Would you copy out each line of the records below that includes the word "RequestStatus"?

[Records contained in a dataset]
********************

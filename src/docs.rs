use crate::api::DecisionBody;
use crate::api::PageQuery;
use crate::api::attendance::{AttendanceQuery, PunchRequest};
use crate::api::employee::{EmployeeQuery, PendingQuery};
use crate::api::payroll::{PaymentQuery, PayrollRequest};
use crate::api::report::CreateReport;
use crate::api::review::RequestQuery;
use crate::auth::session::ROLE_HEADER;
use crate::model::RequestStatus;
use crate::model::employee::EmployeeStatus;
use crate::model::payroll::PayrollSummary;
use crate::model::role::Role;
use crate::notify::MailtoLink;
use crate::workflow::finance::PaymentInput;
use crate::workflow::{Submission, Verdict};
use utoipa::openapi::security::{ApiKey, ApiKeyValue, SecurityScheme};
use utoipa::{Modify, OpenApi, openapi};

#[derive(OpenApi)]
#[openapi(
    info(
        title = "HR Record Keeper API",
        version = "1.0.0",
        description = r#"
## HR Record Keeper

Employee roster, attendance, leave and overtime requests, payroll, cheques
and salary reports over a single local record store.

### Approval workflow
- Employees submitted by **employees** or **accountants** wait in a pending
  queue until a **manager** or **admin** approves or rejects them.
- Managers and admins add employees directly.
- Leave and overtime requests start `PENDING` and are decided once.

### Session
Every `/api` call carries the session role in the `X-User-Role` header
(`employee`, `manager`, `accountant` or `admin`) and the user name in
`X-User-Name`. Unknown roles are treated as `employee`.

### Response Format
- JSON bodies; errors are `{"message": "..."}`
- Pagination on list endpoints via `page` / `per_page`
"#,
    ),
    paths(
        crate::api::employee::create_employee,
        crate::api::employee::list_employees,
        crate::api::employee::get_employee,
        crate::api::employee::update_employee,
        crate::api::employee::delete_employee,
        crate::api::employee::list_pending,
        crate::api::employee::pending_count,
        crate::api::employee::employee_history,
        crate::api::employee::approve_employee,
        crate::api::employee::reject_employee,
        crate::api::employee::export_employees,

        crate::api::leave_request::create_leave,
        crate::api::leave_request::leave_list,
        crate::api::leave_request::pending_leaves,
        crate::api::leave_request::current_leaves,
        crate::api::leave_request::leave_history,
        crate::api::leave_request::get_leave,
        crate::api::leave_request::approve_leave,
        crate::api::leave_request::reject_leave,

        crate::api::overtime::create_overtime,
        crate::api::overtime::overtime_list,
        crate::api::overtime::pending_overtime,
        crate::api::overtime::current_overtime,
        crate::api::overtime::overtime_history,
        crate::api::overtime::get_overtime,
        crate::api::overtime::approve_overtime,
        crate::api::overtime::reject_overtime,

        crate::api::attendance::check_in,
        crate::api::attendance::check_out,
        crate::api::attendance::attendance_list,
        crate::api::attendance::total_hours,

        crate::api::payroll::payroll_summary,
        crate::api::payroll::create_payment,
        crate::api::payroll::list_payments,

        crate::api::cheque::create_cheque,
        crate::api::cheque::list_cheques,
        crate::api::cheque::get_cheque,
        crate::api::cheque::delete_cheque,

        crate::api::report::create_report,
        crate::api::report::list_reports,
        crate::api::report::get_report,
        crate::api::report::delete_report
    ),
    components(
        schemas(
            PageQuery,
            EmployeeQuery,
            PendingQuery,
            EmployeeStatus,
            RequestQuery,
            RequestStatus,
            DecisionBody,
            Verdict,
            Submission,
            MailtoLink,
            Role,
            PunchRequest,
            AttendanceQuery,
            PayrollRequest,
            PayrollSummary,
            PaymentInput,
            PaymentQuery,
            CreateReport
        )
    ),
    modifiers(&SessionAddon),
    tags(
        (name = "Employee", description = "Employee roster and approval queue"),
        (name = "Leave", description = "Leave requests"),
        (name = "Overtime", description = "Overtime requests"),
        (name = "Attendance", description = "Clock-in / clock-out"),
        (name = "Payroll", description = "Payroll summaries and payments"),
        (name = "Cheque", description = "Cheque issuing"),
        (name = "Report", description = "Salary reports"),
    )
)]
pub struct ApiDoc;

struct SessionAddon;

impl Modify for SessionAddon {
    fn modify(&self, openapi: &mut openapi::OpenApi) {
        if let Some(components) = openapi.components.as_mut() {
            components.add_security_scheme(
                "session_role",
                SecurityScheme::ApiKey(ApiKey::Header(ApiKeyValue::new(ROLE_HEADER))),
            );
        }
    }
}

#[cfg(test)]
mod tests {
    use super::*;

    #[test]
    fn openapi_lists_workflow_paths() {
        let doc = ApiDoc::openapi();
        assert!(doc.paths.paths.contains_key("/api/employee/pending/{employee_id}/approve"));
        assert!(doc.paths.paths.contains_key("/api/leave/{id}/reject"));
        assert!(
            doc.components
                .as_ref()
                .is_some_and(|c| c.security_schemes.contains_key("session_role"))
        );
    }
}
use crate::{
    api::{attendance, cheque, employee, leave_request, overtime, payroll, report},
    auth::middleware::session_middleware,
    config::Config,
};
use actix_governor::{
    Governor, GovernorConfigBuilder, PeerIpKeyExtractor, governor::middleware::NoOpMiddleware,
};
use actix_web::{HttpResponse, Responder, get, middleware::from_fn, web};
use anyhow::{Result, anyhow};
use serde_json::json;
use std::sync::Arc;

type Limiter = Arc<Governor<PeerIpKeyExtractor, NoOpMiddleware>>;

/// Per-IP rate limiters, built once and shared by every worker.
#[derive(Clone)]
pub struct Limiters {
    pub protected: Limiter,
    /// Tighter budget for approve/reject calls.
    pub write: Limiter,
}

impl Limiters {
    pub fn from_config(config: &Config) -> Result<Self> {
        Ok(Self {
            protected: Arc::new(build_limiter(config.rate_protected_per_min)?),
            write: Arc::new(build_limiter(config.rate_write_per_min)?),
        })
    }
}

fn build_limiter(requests_per_min: u32) -> Result<Governor<PeerIpKeyExtractor, NoOpMiddleware>> {
    let per_ms = if requests_per_min == 0 {
        1
    } else {
        (60_000 / requests_per_min as u64).max(1)
    };
    let cfg = GovernorConfigBuilder::default()
        .per_millisecond(per_ms)
        .burst_size(requests_per_min.max(1))
        .key_extractor(PeerIpKeyExtractor)
        .finish()
        .ok_or_else(|| anyhow!("Invalid rate limit: {requests_per_min} requests per minute"))?;
    Ok(Governor::new(&cfg))
}

#[get("/")]
async fn index() -> impl Responder {
    HttpResponse::Ok().json(json!({ "status": "ok" }))
}

pub fn configure(cfg: &mut web::ServiceConfig, api_prefix: &str, limiters: &Limiters) {
    let write_limiter = limiters.write.clone();

    // Public routes
    cfg.service(index);

    // Session-protected routes
    cfg.service(
        web::scope(api_prefix)
            .wrap(from_fn(session_middleware))
            .wrap(limiters.protected.clone()) // rate limiting
            .service(
                web::scope("/employee")
                    // /employee
                    .service(
                        web::resource("")
                            .route(web::post().to(employee::create_employee))
                            .route(web::get().to(employee::list_employees)),
                    )
                    .service(web::resource("/pending").route(web::get().to(employee::list_pending)))
                    .service(
                        web::resource("/pending/count").route(web::get().to(employee::pending_count)),
                    )
                    // /employee/pending/{id}/approve
                    .service(
                        web::resource("/pending/{id}/approve")
                            .wrap(write_limiter.clone())
                            .route(web::put().to(employee::approve_employee)),
                    )
                    // /employee/pending/{id}/reject
                    .service(
                        web::resource("/pending/{id}/reject")
                            .wrap(write_limiter.clone())
                            .route(web::put().to(employee::reject_employee)),
                    )
                    .service(web::resource("/history").route(web::get().to(employee::employee_history)))
                    .service(web::resource("/export").route(web::get().to(employee::export_employees)))
                    // /employee/{id}
                    .service(
                        web::resource("/{id}")
                            .route(web::put().to(employee::update_employee))
                            .route(web::get().to(employee::get_employee))
                            .route(web::delete().to(employee::delete_employee)),
                    ),
            )
            .service(
                web::scope("/leave")
                    // /leave
                    .service(
                        web::resource("")
                            .route(web::get().to(leave_request::leave_list))
                            .route(web::post().to(leave_request::create_leave)),
                    )
                    .service(web::resource("/pending").route(web::get().to(leave_request::pending_leaves)))
                    .service(web::resource("/current").route(web::get().to(leave_request::current_leaves)))
                    .service(web::resource("/history").route(web::get().to(leave_request::leave_history)))
                    // /leave/{id}
                    .service(web::resource("/{id}").route(web::get().to(leave_request::get_leave)))
                    // /leave/{id}/approve
                    .service(
                        web::resource("/{id}/approve")
                            .wrap(write_limiter.clone())
                            .route(web::put().to(leave_request::approve_leave)),
                    )
                    // /leave/{id}/reject
                    .service(
                        web::resource("/{id}/reject")
                            .wrap(write_limiter.clone())
                            .route(web::put().to(leave_request::reject_leave)),
                    ),
            )
            .service(
                web::scope("/overtime")
                    // /overtime
                    .service(
                        web::resource("")
                            .route(web::get().to(overtime::overtime_list))
                            .route(web::post().to(overtime::create_overtime)),
                    )
                    .service(web::resource("/pending").route(web::get().to(overtime::pending_overtime)))
                    .service(web::resource("/current").route(web::get().to(overtime::current_overtime)))
                    .service(web::resource("/history").route(web::get().to(overtime::overtime_history)))
                    // /overtime/{id}
                    .service(web::resource("/{id}").route(web::get().to(overtime::get_overtime)))
                    .service(
                        web::resource("/{id}/approve")
                            .wrap(write_limiter.clone())
                            .route(web::put().to(overtime::approve_overtime)),
                    )
                    .service(
                        web::resource("/{id}/reject")
                            .wrap(write_limiter.clone())
                            .route(web::put().to(overtime::reject_overtime)),
                    ),
            )
            .service(
                web::scope("/attendance")
                    // /attendance
                    .service(
                        web::resource("")
                            .route(web::put().to(attendance::check_out))
                            .route(web::post().to(attendance::check_in))
                            .route(web::get().to(attendance::attendance_list)),
                    )
                    .service(web::resource("/hours").route(web::get().to(attendance::total_hours))),
            )
            .service(
                web::scope("/payroll")
                    .service(web::resource("/summary").route(web::post().to(payroll::payroll_summary)))
                    // /payroll/payments
                    .service(
                        web::resource("/payments")
                            .route(web::post().to(payroll::create_payment))
                            .route(web::get().to(payroll::list_payments)),
                    ),
            )
            .service(
                web::scope("/cheque")
                    .service(
                        web::resource("")
                            .route(web::post().to(cheque::create_cheque))
                            .route(web::get().to(cheque::list_cheques)),
                    )
                    // /cheque/{cheque_no}
                    .service(
                        web::resource("/{cheque_no}")
                            .route(web::get().to(cheque::get_cheque))
                            .route(web::delete().to(cheque::delete_cheque)),
                    ),
            )
            .service(
                web::scope("/report")
                    .service(
                        web::resource("")
                            .route(web::post().to(report::create_report))
                            .route(web::get().to(report::list_reports)),
                    )
                    // /report/{report_no}
                    .service(
                        web::resource("/{report_no}")
                            .route(web::get().to(report::get_report))
                            .route(web::delete().to(report::delete_report)),
                    ),
            ),
    );
}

********************

Result for this task:
use crate::model::RequestStatus;
            RequestStatus,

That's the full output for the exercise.